夏、プールにて。
時子
夏の暑さに敗けない熱視線で、僕は君を見つめる。 
錆びて塗装の剥がれたフェンスが、昼間の熱を残していて手に焼き付くように熱い。 
月が浮かぶプールにソレはいた。 
あの夏、僕は人魚に出会った。 
***** 
「ほんと、残念だったなぁー」 
さして残念そうでもなく、顧問の鈴木はクーラーの効いていない職員室でうちわをパタパタ揺らしながら言った。 
派手なポロシャツの腹の辺りが汗でべったりと濡れて張り付いている。とてもじゃないが、運動部の顧問とは思えない体つきだ。 
「大会前に事故なんて…。お前には先生方も期待してたんだ。…まぁ、仕方ないな。松葉杖持って泳ぐか?」 
ハハハ、と鈴木は笑う。 
デリカシーの欠片もない。 
僕はその言葉に「すみません」とだけ返した。 
小さい声だった。 
制服のシャツの袖で額に浮かぶ汗をぐいっと拭う。 
ここは、あの青い水の中よりずっと息苦しい。 
高校最後の大会を一週間後に控え、僕は交通事故で右足を駄目にした。 
交通事故と言っても、車に直接ぶつかった訳ではない。 
トラックにひかれそうになったトロい猫を助けた際に、ガードレールにしこたま足をぶつけたのだ。 
医者の判断は骨折で、僕の足はあっという間にギブスで固められ、手には松葉杖を握らされた。
三本目の足は陸地で歩くのを助けても、水中で泳ぐのを助けてはくれない 
「本当に、すみません…」 
松葉杖の持ち手を、顧問にばれないようにグッと掴む。僕が悪いわけじゃないのに、僕は何に謝っているのだろう。 

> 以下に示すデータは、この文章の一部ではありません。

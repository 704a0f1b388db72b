//! Per-engine dialect catalog.
//!
//! Static syntax metadata used by the executor for hints and by upstream
//! prompt construction. One immutable record per engine; lookups never fail.

use crate::models::EngineType;
use serde::Serialize;

/// How an engine expresses "first N rows, skipping M".
#[derive(Debug, Clone, Copy, PartialEq, Eq, Serialize)]
#[serde(rename_all = "snake_case")]
pub enum PaginationStyle {
    /// `LIMIT n [OFFSET m]`
    LimitOffset,
    /// `OFFSET m ROWS FETCH NEXT n ROWS ONLY` (requires ORDER BY)
    OffsetFetch,
    /// `FETCH FIRST n ROWS ONLY`, with a leading `OFFSET m ROWS` when skipping
    FetchFirst,
    /// Aggregation pipeline stages `[{"$skip": m}, {"$limit": n}]`
    PipelineStages,
}

#[derive(Debug, Clone, PartialEq, Eq, Serialize)]
pub struct Dialect {
    /// `None` for the generic fallback
    pub engine: Option<EngineType>,
    pub name: &'static str,
    pub quote_open: char,
    pub quote_close: char,
    pub pagination: PaginationStyle,
    pub date_format: &'static str,
    /// Keyword prefix for plan inspection, if the engine has one
    pub explain_keyword: Option<&'static str>,
}

impl Dialect {
    pub fn supports_explain(&self) -> bool {
        self.explain_keyword.is_some()
    }

    /// Pagination clause for `limit` rows after skipping `offset`.
    pub fn pagination_clause(&self, limit: u64, offset: Option<u64>) -> String {
        match (self.pagination, offset) {
            (PaginationStyle::LimitOffset, None) => format!("LIMIT {limit}"),
            (PaginationStyle::LimitOffset, Some(m)) => format!("LIMIT {limit} OFFSET {m}"),
            (PaginationStyle::OffsetFetch, m) => {
                format!("OFFSET {} ROWS FETCH NEXT {limit} ROWS ONLY", m.unwrap_or(0))
            }
            (PaginationStyle::FetchFirst, None) => format!("FETCH FIRST {limit} ROWS ONLY"),
            (PaginationStyle::FetchFirst, Some(m)) => {
                format!("OFFSET {m} ROWS FETCH NEXT {limit} ROWS ONLY")
            }
            (PaginationStyle::PipelineStages, None) => format!("[{{\"$limit\": {limit}}}]"),
            (PaginationStyle::PipelineStages, Some(m)) => {
                format!("[{{\"$skip\": {m}}}, {{\"$limit\": {limit}}}]")
            }
        }
    }

    /// Quote an identifier, doubling any embedded closing quote.
    pub fn quote_identifier(&self, ident: &str) -> String {
        let mut quoted = String::with_capacity(ident.len() + 2);
        quoted.push(self.quote_open);
        for ch in ident.chars() {
            if ch == self.quote_close {
                quoted.push(ch);
            }
            quoted.push(ch);
        }
        quoted.push(self.quote_close);
        quoted
    }

    /// Statement prefix that shows the plan of `sql`, if supported.
    pub fn explain(&self, sql: &str) -> Option<String> {
        self.explain_keyword.map(|kw| format!("{kw} {sql}"))
    }
}

static POSTGRES: Dialect = Dialect {
    engine: Some(EngineType::PostgreSQL),
    name: "PostgreSQL",
    quote_open: '"',
    quote_close: '"',
    pagination: PaginationStyle::LimitOffset,
    date_format: "YYYY-MM-DD",
    explain_keyword: Some("EXPLAIN"),
};

static MYSQL: Dialect = Dialect {
    engine: Some(EngineType::MySQL),
    name: "MySQL",
    quote_open: '`',
    quote_close: '`',
    pagination: PaginationStyle::LimitOffset,
    date_format: "%Y-%m-%d",
    explain_keyword: Some("EXPLAIN"),
};

static SQLITE: Dialect = Dialect {
    engine: Some(EngineType::SQLite),
    name: "SQLite",
    quote_open: '"',
    quote_close: '"',
    pagination: PaginationStyle::LimitOffset,
    date_format: "%Y-%m-%d",
    explain_keyword: Some("EXPLAIN QUERY PLAN"),
};

static MSSQL: Dialect = Dialect {
    engine: Some(EngineType::MsSql),
    name: "SQL Server",
    quote_open: '[',
    quote_close: ']',
    pagination: PaginationStyle::OffsetFetch,
    date_format: "yyyy-MM-dd",
    explain_keyword: None,
};

static ORACLE: Dialect = Dialect {
    engine: Some(EngineType::Oracle),
    name: "Oracle",
    quote_open: '"',
    quote_close: '"',
    pagination: PaginationStyle::FetchFirst,
    date_format: "YYYY-MM-DD",
    explain_keyword: Some("EXPLAIN PLAN FOR"),
};

static SNOWFLAKE: Dialect = Dialect {
    engine: Some(EngineType::Snowflake),
    name: "Snowflake",
    quote_open: '"',
    quote_close: '"',
    pagination: PaginationStyle::LimitOffset,
    date_format: "YYYY-MM-DD",
    explain_keyword: Some("EXPLAIN"),
};

static BIGQUERY: Dialect = Dialect {
    engine: Some(EngineType::BigQuery),
    name: "BigQuery",
    quote_open: '`',
    quote_close: '`',
    pagination: PaginationStyle::LimitOffset,
    date_format: "%Y-%m-%d",
    explain_keyword: None,
};

static CLICKHOUSE: Dialect = Dialect {
    engine: Some(EngineType::ClickHouse),
    name: "ClickHouse",
    quote_open: '`',
    quote_close: '`',
    pagination: PaginationStyle::LimitOffset,
    date_format: "%Y-%m-%d",
    explain_keyword: Some("EXPLAIN"),
};

static MONGODB: Dialect = Dialect {
    engine: Some(EngineType::MongoDB),
    name: "MongoDB",
    quote_open: '"',
    quote_close: '"',
    pagination: PaginationStyle::PipelineStages,
    date_format: "%Y-%m-%d",
    explain_keyword: None,
};

static GENERIC: Dialect = Dialect {
    engine: None,
    name: "ANSI SQL",
    quote_open: '"',
    quote_close: '"',
    pagination: PaginationStyle::LimitOffset,
    date_format: "YYYY-MM-DD",
    explain_keyword: None,
};

/// Dialect for an engine.
pub fn dialect_for(engine: EngineType) -> &'static Dialect {
    match engine {
        EngineType::PostgreSQL => &POSTGRES,
        EngineType::MySQL => &MYSQL,
        EngineType::SQLite => &SQLITE,
        EngineType::MsSql => &MSSQL,
        EngineType::Oracle => &ORACLE,
        EngineType::Snowflake => &SNOWFLAKE,
        EngineType::BigQuery => &BIGQUERY,
        EngineType::ClickHouse => &CLICKHOUSE,
        EngineType::MongoDB => &MONGODB,
    }
}

/// Dialect for an engine name, falling back to ANSI for unknown names.
pub fn dialect_for_name(name: &str) -> &'static Dialect {
    name.parse::<EngineType>()
        .map(dialect_for)
        .unwrap_or(&GENERIC)
}

/// The ANSI fallback dialect.
pub fn generic_dialect() -> &'static Dialect {
    &GENERIC
}

#[cfg(test)]
mod tests {
    use super::*;
    use sqlparser::dialect::GenericDialect;
    use sqlparser::parser::Parser;

    fn parses(sql: &str) -> bool {
        Parser::parse_sql(&GenericDialect {}, sql).is_ok()
    }

    #[test]
    fn test_every_engine_has_a_dialect() {
        for engine in EngineType::ALL {
            let dialect = dialect_for(engine);
            assert_eq!(dialect.engine, Some(engine));
        }
    }

    #[test]
    fn test_sql_pagination_clauses_parse() {
        for engine in EngineType::ALL {
            let dialect = dialect_for(engine);
            if dialect.pagination == PaginationStyle::PipelineStages {
                continue;
            }
            for offset in [None, Some(40)] {
                let sql = format!(
                    "SELECT id FROM t ORDER BY id {}",
                    dialect.pagination_clause(20, offset)
                );
                assert!(parses(&sql), "{engine}: {sql}");
            }
        }
    }

    #[test]
    fn test_pipeline_pagination_is_json() {
        let dialect = dialect_for(EngineType::MongoDB);
        let stages: serde_json::Value =
            serde_json::from_str(&dialect.pagination_clause(10, Some(5))).unwrap();
        assert_eq!(stages[0]["$skip"], 5);
        assert_eq!(stages[1]["$limit"], 10);

        let only_limit: serde_json::Value =
            serde_json::from_str(&dialect.pagination_clause(10, None)).unwrap();
        assert_eq!(only_limit[0]["$limit"], 10);
    }

    #[test]
    fn test_unknown_name_falls_back_to_generic() {
        let dialect = dialect_for_name("teradata");
        assert_eq!(dialect.engine, None);
        assert_eq!(dialect.quote_open, '"');
        assert!(!dialect.supports_explain());
        assert_eq!(dialect.pagination_clause(5, Some(10)), "LIMIT 5 OFFSET 10");
    }

    #[test]
    fn test_quote_identifier_escapes() {
        assert_eq!(dialect_for(EngineType::MySQL).quote_identifier("a`b"), "`a``b`");
        assert_eq!(dialect_for(EngineType::MsSql).quote_identifier("a]b"), "[a]]b]");
        assert_eq!(
            dialect_for(EngineType::PostgreSQL).quote_identifier("Order Items"),
            "\"Order Items\""
        );
    }

    #[test]
    fn test_explain_support() {
        assert_eq!(
            dialect_for(EngineType::SQLite).explain("SELECT 1").as_deref(),
            Some("EXPLAIN QUERY PLAN SELECT 1")
        );
        assert!(dialect_for(EngineType::MsSql).explain("SELECT 1").is_none());
    }
}
//! Boundary facade consumed by the embedding application.
//!
//! Everything returned from here is safe to serialize outward: profiles are
//! reduced to [`ConnectionSummary`] so passwords never cross the boundary.

use crate::config::Config;
use crate::db::pool::{ManagedPool, PoolManager};
use crate::db::schema::SchemaIntrospector;
use crate::db::executor::QueryExecutor;
use crate::db::validator::validate_readonly;
use crate::dialect::{Dialect, dialect_for};
use crate::error::DbResult;
use crate::models::{
    ConnectionDraft, ConnectionProfile, ConnectionSummary, EngineType, ExecutionResult,
    ProbeOutcome, SchemaInfo,
};
use crate::registry::{ConnectionRegistry, ProfileStore};
use std::sync::Arc;
use tracing::{debug, info};

/// Owns the registry, the pool cache and the executor for one application.
#[derive(Debug)]
pub struct DataSourceService {
    config: Config,
    registry: ConnectionRegistry,
    pools: Arc<PoolManager>,
    executor: QueryExecutor,
}

impl DataSourceService {
    /// Validate `config`, load the profile store and build an empty pool cache.
    pub async fn open(config: Config) -> DbResult<Self> {
        config.validate()?;

        let pools = Arc::new(PoolManager::new(config.pool_options()));
        let registry = ConnectionRegistry::open(
            ProfileStore::new(&config.store_path),
            Arc::clone(&pools),
            config.probe_timeout_duration(),
        )
        .await?;
        let executor = QueryExecutor::with_defaults(config.query_timeout, config.row_limit);

        info!(
            store = %config.store_path.display(),
            row_limit = executor.row_limit(),
            "Data source service ready"
        );
        Ok(Self {
            config,
            registry,
            pools,
            executor,
        })
    }

    pub fn config(&self) -> &Config {
        &self.config
    }

    pub fn registry(&self) -> &ConnectionRegistry {
        &self.registry
    }

    pub fn pools(&self) -> &PoolManager {
        &self.pools
    }

    pub async fn list_connections(&self) -> Vec<ConnectionSummary> {
        self.registry.list().await.iter().map(|p| p.summary()).collect()
    }

    pub async fn get_default_connection(&self) -> Option<ConnectionSummary> {
        self.registry.get_default().await.map(|p| p.summary())
    }

    /// Create a connection; it is stored only if it answers a probe.
    pub async fn create_connection(&self, draft: ConnectionDraft) -> DbResult<ConnectionSummary> {
        self.registry.create(draft).await.map(|p| p.summary())
    }

    pub async fn delete_connection(&self, id: &str) -> DbResult<()> {
        self.registry.delete(id).await
    }

    pub async fn set_default_connection(&self, id: &str) -> DbResult<ConnectionSummary> {
        self.registry.set_default(id).await.map(|p| p.summary())
    }

    /// Probe a draft without persisting it.
    pub async fn test_connection(&self, draft: ConnectionDraft) -> DbResult<ProbeOutcome> {
        self.registry.test(draft).await
    }

    /// Introspect the database behind connection `id`. Rebuilt on every call.
    pub async fn discover_schema(&self, id: &str) -> DbResult<SchemaInfo> {
        let profile = self.registry.get(id).await?;
        let managed = self.pool_for(&profile).await?;
        SchemaIntrospector::discover(&managed.pool, profile.engine).await
    }

    pub fn get_dialect(&self, engine: EngineType) -> &'static Dialect {
        dialect_for(engine)
    }

    /// Validate and run a read-only statement on connection `id`.
    ///
    /// The statement is checked before any pool is acquired, so a rejected
    /// statement never opens a connection.
    pub async fn execute_query(&self, id: &str, sql: &str) -> DbResult<ExecutionResult> {
        let profile = self.registry.get(id).await?;
        let query = validate_readonly(sql, profile.engine)?;

        let managed = self.pool_for(&profile).await?;
        debug!(connection_id = %id, keyword = %query.keyword, "Running validated query");
        self.executor
            .execute_validated(&managed.pool, profile.engine, &query)
            .await
    }

    /// Acquire the pool for `profile`, evicting it again if the profile was
    /// deleted while the pool was being acquired.
    async fn pool_for(&self, profile: &ConnectionProfile) -> DbResult<Arc<ManagedPool>> {
        let managed = self.pools.acquire(profile).await?;
        if let Err(e) = self.registry.get(&profile.id).await {
            debug!(connection_id = %profile.id, "Connection deleted during acquire");
            self.pools.release(&profile.id).await;
            return Err(e);
        }
        Ok(managed)
    }

    /// Close every cached pool.
    pub async fn shutdown(&self) {
        self.pools.close_all().await;
        info!("Data source service shut down");
    }
}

あの事故にあってから、僕はわからない何かにいつも謝り続けている。 
うちの近所にトロという有名なノラ猫がいる。けしてゲームに出てくるような賢い喋る白い猫ではない。 
トロは名前の通り、何をするにもトロかった。 
餌を食べるのも、塀の上に登るのも、やる事なす事とにかくトロい。だから皆トロと呼ぶ。 
そのトロが最近、僕にまとわりついてくる。 
僕が足を駄目にした日、助けた猫は道路のど真ん中で昼寝中のトロだった。 
トロいなりにあの事故の事を気にしているらしいが、猫に気を使われてもなんの気休めにもならない。 
「もう、いいから。お前のせいじゃねーよ」 
最初の何日かは、僕も気を使ってそう言ってやっていた。でも、トロは「のぁー」と気の抜けた声で鳴くだけで全くついてくるのをやめない。 
大会があろうがなかろうが、もう高校三年の夏休みだ。 
受験勉強を本格的に始めてしまえば、すぐに泳ぐ事なんて忘れてしまうだろう。 
むしろ、今まで部活ばかりで勉強をしてこなかった僕にとって、今回の事故は学業再開のチャンスだとさえ思う。 
なのに、トロがいるから忘れられないのだ。 
あの感覚を。 
あの狭いプールの中に広がる、青い世界を。 
「トロのせい、だ…」 
口に出すと本当にそんなふうに思えてくる。 
言葉って不思議だ。 
トロが寝ていなければ事故にあわなかった。 
顧問に嫌味を言われる事もなく、大会にだって出られた。嫌いな勉強だって、後回しに出来た。 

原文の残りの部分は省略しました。